Crafting a Financial Plan That Works

Updated on March 29, 2020

A goal without a plan is little more than a daydream. Meanwhile, everything with which you come into contact every day is the result of a plan — and a well-executed one at that. 

How can we know it was well-executed you ask? 

It worked. 

With that in mind, if your goal is long-term financial stability — and that’s certainly a worthy one to have — you’re going to need to set about crafting a financial plan that works.  

Here’s how.

Define Your Financial Goals

You need to do more than say “I want to retire debt-free.” You must define the steps you’ll take to get there so you can break them down into their constituent tasks. 

Maybe you want to live in Bora Bora; maybe you just want to get a nice house in a nice neighborhood and have it paid off in 15 years. Whatever your goal, it’s important to write it down and outline a plan of action for achieving it. 

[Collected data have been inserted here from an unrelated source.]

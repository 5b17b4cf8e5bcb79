//! The embedded 2025 distribution table.
//!
//! The dashboard is self-contained: the TSV export is compiled into the
//! binary and parsed exactly once at startup. There is no file or network
//! I/O on the data path, which keeps every run reproducible.

use crate::domain::BatchRow;
use crate::io::ingest::parse_distribution_tsv;

/// Raw TSV export of the 2025 distribution calendar.
pub const RAW_TSV: &str = include_str!("../../data/distribuzione_2025.tsv");

/// The parsed read-only table plus the distinct values that back the
/// filter controls.
#[derive(Debug, Clone)]
pub struct Dataset {
    pub rows: Vec<BatchRow>,
    /// Distinct product names, sorted, blanks dropped.
    pub products: Vec<String>,
    /// Distinct part-type codes, sorted, blanks dropped.
    pub part_types: Vec<String>,
}

impl Dataset {
    /// Parse the embedded table.
    pub fn embedded() -> Self {
        Self::from_tsv(RAW_TSV)
    }

    /// Parse arbitrary TSV text into a dataset. The embedded path and the
    /// tests go through the same code.
    pub fn from_tsv(text: &str) -> Self {
        let rows = parse_distribution_tsv(text);
        let products = distinct(rows.iter().map(|row| row.product.as_str()));
        let part_types = distinct(rows.iter().map(|row| row.part_type.as_str()));
        Self {
            rows,
            products,
            part_types,
        }
    }
}

fn distinct<'a>(values: impl Iterator<Item = &'a str>) -> Vec<String> {
    let mut out: Vec<String> = values
        .filter(|value| !value.is_empty())
        .map(str::to_string)
        .collect();
    out.sort();
    out.dedup();
    out
}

Putting it in writing makes it tangible and gives you a frame of reference by which to measure your progress. 

Eliminate Debt

Every solid financial plan must include debt eradication if it is to be successful. One of your first steps should be to rid yourself of financial obligations such as credit card bills, medical debt and the like. 

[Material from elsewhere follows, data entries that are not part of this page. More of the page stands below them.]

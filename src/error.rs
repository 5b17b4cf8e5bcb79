//! Process-level error type.
//!
//! The parsing/aggregation core never fails (malformed cells degrade to
//! zeros and empty strings), so `AppError` only describes shell problems:
//! bad invocations, empty selections, terminal or network trouble. Each
//! error carries the exit code `main` should return:
//!
//! - 2: usage or input problem (bad flags, missing env, export I/O)
//! - 3: the selection matched no rows
//! - 4: runtime failure (terminal, network)

#[derive(Clone)]
pub struct AppError {
    exit_code: u8,
    message: String,
}

impl AppError {
    pub fn new(exit_code: u8, message: impl Into<String>) -> Self {
        Self {
            exit_code,
            message: message.into(),
        }
    }

    /// Bad invocation or input (exit code 2).
    pub fn usage(message: impl Into<String>) -> Self {
        Self::new(2, message)
    }

    /// The current selection matched nothing (exit code 3).
    pub fn empty_selection(message: impl Into<String>) -> Self {
        Self::new(3, message)
    }

    /// Terminal, network, or other runtime failure (exit code 4).
    pub fn runtime(message: impl Into<String>) -> Self {
        Self::new(4, message)
    }

    pub fn exit_code(&self) -> u8 {
        self.exit_code
    }
}

impl std::fmt::Display for AppError {
    fn fmt(&self, f: &mut std::fmt::Formatter<'_>) -> std::fmt::Result {
        write!(f, "{}", self.message)
    }
}

impl std::fmt::Debug for AppError {
    fn fmt(&self, f: &mut std::fmt::Formatter<'_>) -> std::fmt::Result {
        f.debug_struct("AppError")
            .field("exit_code", &self.exit_code)
            .field("message", &self.message)
            .finish()
    }
}

impl std::error::Error for AppError {}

If that looks particularly difficult, a consultation with a debt specialist might help you find a way to do it more effectively. Just be careful to choose a reputable firm. Poring over information like these Freedom Debt Relief reviews will help you find legitimate people. You can then develop a plan and work it steadily. 

Include an Emergency Fund

In your zeal to reach your long-term goals, it’s all too easy to overlook the near- and mid-term possibilities. One of the tools you can use to mitigate unexpected expenses is an emergency fund. 

Experts tend to agree a fully formed emergency fund is comprised of at least three to six months of your living expenses — including rent/mortgage payments. With this on hand, you’ll be positioned to deal with difficulties without incurring debt. 

Secure Your Future Needs

With your emergency account fully funded, your next priority should be to ensure your financial stability during your retirement years. A financial planner can help you choose the best vehicle to accommodate your long-term goals. 

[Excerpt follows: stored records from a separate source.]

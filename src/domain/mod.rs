//! Domain types used throughout the pipeline.
//!
//! This module defines:
//!
//! - parsed batch rows and filter state (`BatchRow`, `FilterState`)
//! - weekly aggregate outputs (`WeeklyAggregate`, `Summary`)
//! - the week-number to Monday mapping (`week`)

pub mod types;
pub mod week;

pub use types::*;
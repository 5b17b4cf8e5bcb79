//! Headline stats over the visible rows.

use crate::domain::{BatchRow, Summary};

/// Compute the stat-card numbers for the day-filtered rows.
///
/// Values are left unrounded here; presentation picks its own precision
/// (whole kg for the total, 3 decimals for the mean).
pub fn summarize(rows: &[BatchRow]) -> Summary {
    let total_weight: f64 = rows.iter().map(|row| row.total_weight).sum();
    let mean_weight_per_part = if rows.is_empty() {
        0.0
    } else {
        rows.iter().map(|row| row.weight_per_part).sum::<f64>() / rows.len() as f64
    };

    Summary {
        total_weight,
        mean_weight_per_part,
        row_count: rows.len(),
    }
}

If you have children, you’re going to need to start a college fund too. If you’re renting, you might want to consider putting away for a down payment to do a buy. All of these moves will ensure you have the cash you need when the necessity arises. 

Put Your Money to Work

With your long-term finances in play, your next move should be to set your money up to multiply itself. Here, too, you’ll need to settle upon some objectives. You must have an idea of what you want the money to do and consider the time horizon for when you’ll need it. 

This, in turn, will dictate the nature of the investments you choose. If you’re going to need the money in five years or so, your best bet is something like a high-interest savings account. If you’re going out farther in time, you can consider mutual funds, real estate, bonds and the like. Whatever you choose, just make sure it’s capable of meeting your needs. 

These are the basic elements of any good financial plan. You’ll also need to make allowances for insurance — as well as taxes — and dictate what will happen to your estate when you die. As you can see, crafting a financial plan that works is something to which you’ll need to give some thought. However, the peace of mind you’ll derive from having done so is more than worthwhile.